Both shots of moderna with only lethargy as a side effect. But then again I’m always lethargic either way.


----------



## truant (Jul 4, 2014)

I finally managed to get mine booked for the 24th. Took a few weeks, though, between preregistration limbo and them updating their booking program. The rollout here has been pretty tardy. Have no idea which vaccine I'll end up with.


----------



## Farside.of.themoon (Jun 13, 2021)

No. Im not looking into getting it. Too new for me.


----------



## Replicante (Oct 31, 2017)

No. Not even the first one. It isn't available for people my age where I live.


----------



## Einstein's ghost. (Jun 2, 2021)

No, can't think of a good enough reason to make myself or civilisation worth saving, there's so many solid arguments against


----------



## anons (Mar 8, 2014)

Fully vaccinated. I got my second Pfizer a few weeks ago.
About 8 hours after the shot, I started to get fatigued. Went to bed. Woke up in the middle of the night with terrible chills and nausea.
The next morning I was on the toilet and fainted, passed out face first on the bathroom floor and ended up in the emergency room.

That being said, make sure you hydrate a lot before and after both shots.
Trust me...


----------



## Blue Dino (Aug 17, 2013)

Got my JJ early April.

My brother and sister got the pfizer. I think my sister the full dose shortly after the vaccines came out according to her instagram. My stepdad got it within March. My dad from what I heard didn't care to get it. 
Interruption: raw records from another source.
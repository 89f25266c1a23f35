// Handlers for the admin dashboard endpoints

use axum::{
    extract::rejection::{JsonRejection, QueryRejection},
    extract::{Path, Query, State},
    response::IntoResponse,
    Json,
};
use kai_ledger::{
    stats, AdminSettings, LedgerRecord, RecordAction, RequestLedger, RequestStatus, SettingsError,
    TrainFilter, TrainStatusFilter,
};
use std::sync::Arc;
use tokio::sync::RwLock;
use tracing::{info, warn};

use crate::models::*;
use crate::{AdminError, AppState};

/// Health check endpoint
pub async fn health_check(State(state): State<Arc<AppState>>) -> impl IntoResponse {
    let refunds = state.refunds.read().await.len();
    let confirmations = state.confirmations.read().await.len();

    Json(serde_json::json!({
        "status": "healthy",
        "refunds": refunds,
        "confirmations": confirmations,
        "trains": state.trains.len(),
    }))
}

/// Check the admin credentials
pub async fn login(
    State(state): State<Arc<AppState>>,
    payload: Result<Json<LoginRequest>, JsonRejection>,
) -> Result<Json<LoginResponse>, AdminError> {
    let Json(req) = payload.map_err(|e| {
        warn!("Rejected login body: {}", e.body_text());
        e
    })?;

    if let Err(e) = state.credentials.read().await.verify(&req.email, &req.password) {
        warn!("Login failed for '{}'", req.email);
        return Err(e.into());
    }

    let profile = state.settings.read().await.profile.clone();
    info!("Admin '{}' logged in", req.email);

    Ok(Json(LoginResponse {
        ok: true,
        message: format!("Welcome to the KAI admin dashboard, {}", profile.name),
        name: profile.name,
        email: req.email,
    }))
}

pub async fn get_dashboard(State(state): State<Arc<AppState>>) -> Json<DashboardResponse> {
    let refunds = state.refunds.read().await;
    let confirmations = state.confirmations.read().await;

    Json(DashboardResponse {
        summary: stats::dashboard_summary(&state.trains, &refunds, &confirmations),
        weekly_activity: stats::weekly_activity(),
        recent_activity: stats::recent_activity(),
    })
}

/// Search and filter the monitored trains
pub async fn list_trains(
    State(state): State<Arc<AppState>>,
    query: Result<Query<TrainsQuery>, QueryRejection>,
) -> Result<Json<TrainsResponse>, AdminError> {
    let Query(query) = query?;
    let status: TrainStatusFilter = query.status.parse()?;
    let filter = TrainFilter::new(query.q, status);

    let trains: Vec<TrainView> = filter
        .apply(&state.trains)
        .into_iter()
        .map(TrainView::from)
        .collect();

    Ok(Json(TrainsResponse {
        total: trains.len(),
        trains,
        query: filter.query,
        status: filter.status.to_string(),
    }))
}

pub async fn list_refunds(State(state): State<Arc<AppState>>) -> Json<RefundsResponse> {
    let ledger = state.refunds.read().await;

    Json(RefundsResponse {
        refunds: ledger.list().iter().map(RefundView::from).collect(),
        counts: ledger.status_counts(),
    })
}

pub async fn approve_refund(
    State(state): State<Arc<AppState>>,
    Path(id): Path<String>,
) -> Result<Json<ActionResponse>, AdminError> {
    let status = apply_action(&state.refunds, &id, RecordAction::Approve).await?;
    Ok(Json(ActionResponse {
        message: format!("Refund {} approved, funds will be processed.", id),
        id,
        status,
    }))
}

pub async fn reject_refund(
    State(state): State<Arc<AppState>>,
    Path(id): Path<String>,
) -> Result<Json<ActionResponse>, AdminError> {
    let status = apply_action(&state.refunds, &id, RecordAction::Reject).await?;
    Ok(Json(ActionResponse {
        message: format!("Refund {} rejected.", id),
        id,
        status,
    }))
}

pub async fn list_confirmations(
    State(state): State<Arc<AppState>>,
) -> Json<ConfirmationsResponse> {
    let ledger = state.confirmations.read().await;

    Json(ConfirmationsResponse {
        confirmations: ledger.list().iter().map(ConfirmationView::from).collect(),
        counts: ledger.status_counts(),
    })
}

pub async fn confirm_ticket(
    State(state): State<Arc<AppState>>,
    Path(id): Path<String>,
) -> Result<Json<ActionResponse>, AdminError> {
    let status = apply_action(&state.confirmations, &id, RecordAction::Approve).await?;
    Ok(Json(ActionResponse {
        message: format!(
            "Ticket {} confirmed. The passenger will be notified by email/SMS.",
            id
        ),
        id,
        status,
    }))
}

pub async fn cancel_ticket(
    State(state): State<Arc<AppState>>,
    Path(id): Path<String>,
) -> Result<Json<ActionResponse>, AdminError> {
    let status = apply_action(&state.confirmations, &id, RecordAction::Reject).await?;
    Ok(Json(ActionResponse {
        message: format!("Ticket {} cancelled. The passenger will be notified.", id),
        id,
        status,
    }))
}

pub async fn get_statistics() -> Json<StatisticsResponse> {
    let monthly_revenue = stats::monthly_revenue();

    Json(StatisticsResponse {
        key_metrics: stats::key_metrics(&monthly_revenue),
        monthly_revenue,
        route_distribution: stats::route_distribution(),
    })
}

pub async fn get_settings(State(state): State<Arc<AppState>>) -> Json<AdminSettings> {
    Json(state.settings.read().await.clone())
}

pub async fn update_settings(
    State(state): State<Arc<AppState>>,
    payload: Result<Json<SettingsUpdate>, JsonRejection>,
) -> Result<Json<AdminSettings>, AdminError> {
    let Json(update) = payload.map_err(|e| {
        warn!("Rejected settings body: {}", e.body_text());
        e
    })?;
    let (settings, password) = update.into_parts();

    if let Err(e) = settings.validate() {
        warn!("Rejected settings update: {}", e);
        return Err(e.into());
    }

    if let Some(password) = password.filter(|p| !p.is_empty()) {
        if !state.credentials.write().await.change_password(&password) {
            warn!("Rejected blank admin password");
            return Err(SettingsError::EmptyField("password").into());
        }
        info!("Admin password changed");
    }

    *state.settings.write().await = settings.clone();
    info!("Settings saved");

    Ok(Json(settings))
}

/// Apply an admin action to a record that is still pending.
///
/// The ledger itself accepts any transition; the dashboard only offers
/// actions on pending rows, so processed rows answer with a conflict here.
async fn apply_action<R: LedgerRecord>(
    ledger: &RwLock<RequestLedger<R>>,
    id: &str,
    action: RecordAction,
) -> Result<RequestStatus, AdminError> {
    let mut ledger = ledger.write().await;

    if let Some(record) = ledger.get(id) {
        if !record.status().is_actionable() {
            warn!("{} '{}' already {}, ignoring {:?}", R::KIND, id, record.status(), action);
            return Err(AdminError::AlreadyProcessed {
                kind: R::KIND,
                id: id.to_string(),
                status: record.status(),
            });
        }
    }

    let target = action.target_status();
    ledger.set_status(id, target).map_err(|e| {
        warn!("{}", e);
        e
    })?;

    info!("{} '{}' -> {}", R::KIND, id, target);
    Ok(target)
}
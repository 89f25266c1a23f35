// Runtime configuration loaded from the environment

use anyhow::{anyhow, Context, Result};
use kai_ledger::auth::{DEFAULT_ADMIN_EMAIL, DEFAULT_ADMIN_PASSWORD};
use kai_ledger::Credentials;

#[derive(Debug, Clone, Copy, PartialEq, Eq)]
pub enum LogFormat {
    Pretty,
    Json,
}

#[derive(Debug, Clone)]
pub struct Config {
    pub bind_addr: String,
    pub port: u16,
    pub credentials: Credentials,
    pub log_format: LogFormat,
}

impl Config {
    /// Read configuration from process environment variables
    pub fn from_env() -> Result<Self> {
        Self::from_lookup(|key| std::env::var(key).ok())
    }

    pub fn from_lookup(lookup: impl Fn(&str) -> Option<String>) -> Result<Self> {
        let port = lookup("PORT")
            .unwrap_or_else(|| "4000".to_string())
            .parse::<u16>()
            .context("PORT must be a valid port number")?;

        let log_format = match lookup("LOG_FORMAT").as_deref() {
            None | Some("pretty") => LogFormat::Pretty,
            Some("json") => LogFormat::Json,
            Some(other) => {
                return Err(anyhow!(
                    "LOG_FORMAT must be 'pretty' or 'json', got '{}'",
                    other
                ))
            }
        };

        Ok(Self {
            bind_addr: lookup("BIND_ADDR").unwrap_or_else(|| "0.0.0.0".to_string()),
            port,
            credentials: Credentials::new(
                lookup("ADMIN_EMAIL").unwrap_or_else(|| DEFAULT_ADMIN_EMAIL.to_string()),
                lookup("ADMIN_PASSWORD").unwrap_or_else(|| DEFAULT_ADMIN_PASSWORD.to_string()),
            ),
            log_format,
        })
    }

    pub fn listen_addr(&self) -> String {
        format!("{}:{}", self.bind_addr, self.port)
    }
}
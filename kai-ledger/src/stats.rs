// Copyright (c) KAI
// SPDX-License-Identifier: Apache-2.0

//! Dashboard and statistics figures
//!
//! Chart series are reference data. Tallies the ledgers or the train list can
//! answer are derived from them on every call.

use serde::Serialize;

use crate::ledger::{ConfirmationLedger, RefundLedger};
use crate::records::RequestStatus;
use crate::trains::{Train, TrainState};

/// Week-over-week movement shown under a stat card
#[derive(Debug, Clone, Copy, PartialEq, Eq, Serialize)]
pub struct Trend {
    pub value_percent: u32,
    pub is_positive: bool,
}

impl Trend {
    const fn up(value_percent: u32) -> Self {
        Self {
            value_percent,
            is_positive: true,
        }
    }

    const fn down(value_percent: u32) -> Self {
        Self {
            value_percent,
            is_positive: false,
        }
    }
}

#[derive(Debug, Clone, Copy, PartialEq, Eq, Serialize)]
pub struct StatCard {
    pub value: u64,
    pub trend: Trend,
}

/// Headline cards on the dashboard
#[derive(Debug, Clone, PartialEq, Eq, Serialize)]
pub struct DashboardSummary {
    pub active_trains: StatCard,
    pub pending_refunds: StatCard,
    pub confirmed_tickets: StatCard,
    pub active_users: StatCard,
}

#[derive(Debug, Clone, PartialEq, Eq, Serialize)]
pub struct DailyActivity {
    pub day: &'static str,
    pub trips: u32,
    pub refunds: u32,
}

#[derive(Debug, Clone, PartialEq, Eq, Serialize)]
pub struct ActivityEntry {
    pub action: &'static str,
    pub detail: &'static str,
    pub time: &'static str,
}

#[derive(Debug, Clone, PartialEq, Eq, Serialize)]
pub struct MonthlyRevenue {
    pub month: &'static str,
    pub revenue: u64,
    pub tickets: u32,
}

#[derive(Debug, Clone, PartialEq, Eq, Serialize)]
pub struct RouteShare {
    pub route: &'static str,
    pub percent: u32,
}

/// Cards at the top of the statistics page
#[derive(Debug, Clone, PartialEq, Serialize)]
pub struct KeyMetrics {
    pub revenue: u64,
    pub revenue_change_percent: f64,
    pub total_users: u64,
    pub users_change_percent: f64,
    pub trips: u64,
    pub trips_change_percent: f64,
    pub growth_percent: f64,
}

const ACTIVE_USERS: u64 = 1_200;
const TOTAL_USERS: u64 = 1_284;
const MONTHLY_TRIPS: u64 = 342;

pub fn dashboard_summary(
    trains: &[Train],
    refunds: &RefundLedger,
    confirmations: &ConfirmationLedger,
) -> DashboardSummary {
    let active_trains = trains
        .iter()
        .filter(|t| t.status != TrainState::Arrived)
        .count() as u64;

    DashboardSummary {
        active_trains: StatCard {
            value: active_trains,
            trend: Trend::up(12),
        },
        pending_refunds: StatCard {
            value: refunds.count_by_status(RequestStatus::Pending) as u64,
            trend: Trend::down(5),
        },
        confirmed_tickets: StatCard {
            value: confirmations.count_by_status(RequestStatus::Approved) as u64,
            trend: Trend::up(8),
        },
        active_users: StatCard {
            value: ACTIVE_USERS,
            trend: Trend::up(15),
        },
    }
}

pub fn weekly_activity() -> Vec<DailyActivity> {
    [
        ("Sen", 45, 8),
        ("Sel", 52, 12),
        ("Rab", 48, 6),
        ("Kam", 61, 9),
        ("Jum", 55, 14),
        ("Sab", 67, 7),
        ("Min", 58, 10),
    ]
    .into_iter()
    .map(|(day, trips, refunds)| DailyActivity {
        day,
        trips,
        refunds,
    })
    .collect()
}

pub fn recent_activity() -> Vec<ActivityEntry> {
    vec![
        ActivityEntry {
            action: "Refund disetujui",
            detail: "Tiket #TK-20241002-001",
            time: "5 menit lalu",
        },
        ActivityEntry {
            action: "Kereta tiba",
            detail: "Argo Bromo Anggrek (KA-001)",
            time: "15 menit lalu",
        },
        ActivityEntry {
            action: "Tiket dikonfirmasi",
            detail: "Booking #BK-20241002-045",
            time: "30 menit lalu",
        },
        ActivityEntry {
            action: "Delay terdeteksi",
            detail: "Bima Express (KA-012) - 20 menit",
            time: "1 jam lalu",
        },
    ]
}

pub fn monthly_revenue() -> Vec<MonthlyRevenue> {
    [
        ("Jan", 4_500_000, 850),
        ("Feb", 4_800_000, 920),
        ("Mar", 5_200_000, 1_050),
        ("Apr", 4_900_000, 980),
        ("May", 5_600_000, 1_150),
        ("Jun", 6_100_000, 1_280),
    ]
    .into_iter()
    .map(|(month, revenue, tickets)| MonthlyRevenue {
        month,
        revenue,
        tickets,
    })
    .collect()
}

pub fn route_distribution() -> Vec<RouteShare> {
    vec![
        RouteShare {
            route: "Jakarta-Surabaya",
            percent: 35,
        },
        RouteShare {
            route: "Jakarta-Bandung",
            percent: 25,
        },
        RouteShare {
            route: "Jakarta-Malang",
            percent: 20,
        },
        RouteShare {
            route: "Lainnya",
            percent: 20,
        },
    ]
}

pub fn key_metrics(monthly: &[MonthlyRevenue]) -> KeyMetrics {
    KeyMetrics {
        revenue: monthly.last().map(|m| m.revenue).unwrap_or(0),
        revenue_change_percent: 12.5,
        total_users: TOTAL_USERS,
        users_change_percent: 8.2,
        trips: MONTHLY_TRIPS,
        trips_change_percent: 15.3,
        growth_percent: 24.0,
    }
}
Now the fun part, my mom was adamant in being an anti-vaxxer. But right when her church started pushing for members to get the vaccine, she quickly flipped to be pro-vaxx and got the vaccine to make herself seem more appealing as a board member. And I also recently learned despite already having her pfizer shots, she apparently got a Moderna 1st dose as well for a church public demonstration. I guess they don't have a vaccine record. And she's planning to get a 2nd one. My stepdad is trying to talk her out of doing so, but she believes having two vaccines gives her better protection with no side effects. He's been trying to get me to help talk her out of it, but I kind of just... don't care. I am rather curious to see if she will have any reaction actually.


----------



## either/or (Apr 27, 2020)

@Blue Dino ha your mom went from anti-vaxx to double-vaxx, that is kind of crazy. She should get the J&J one too for the trifecta. Wonder if vaccine mix and matching like that has been studied. Probably makes it more likely that you will have side effects I would think.


----------



## Blue Dino (Aug 17, 2013)

either/or said:


> @Blue Dino ha your mom went from anti-vaxx to double-vaxx, that is kind of crazy. She should get the J&J one too for the trifecta. Wonder if vaccine mix and matching like that has been studied. Probably makes it more likely that you will have side effects I would think.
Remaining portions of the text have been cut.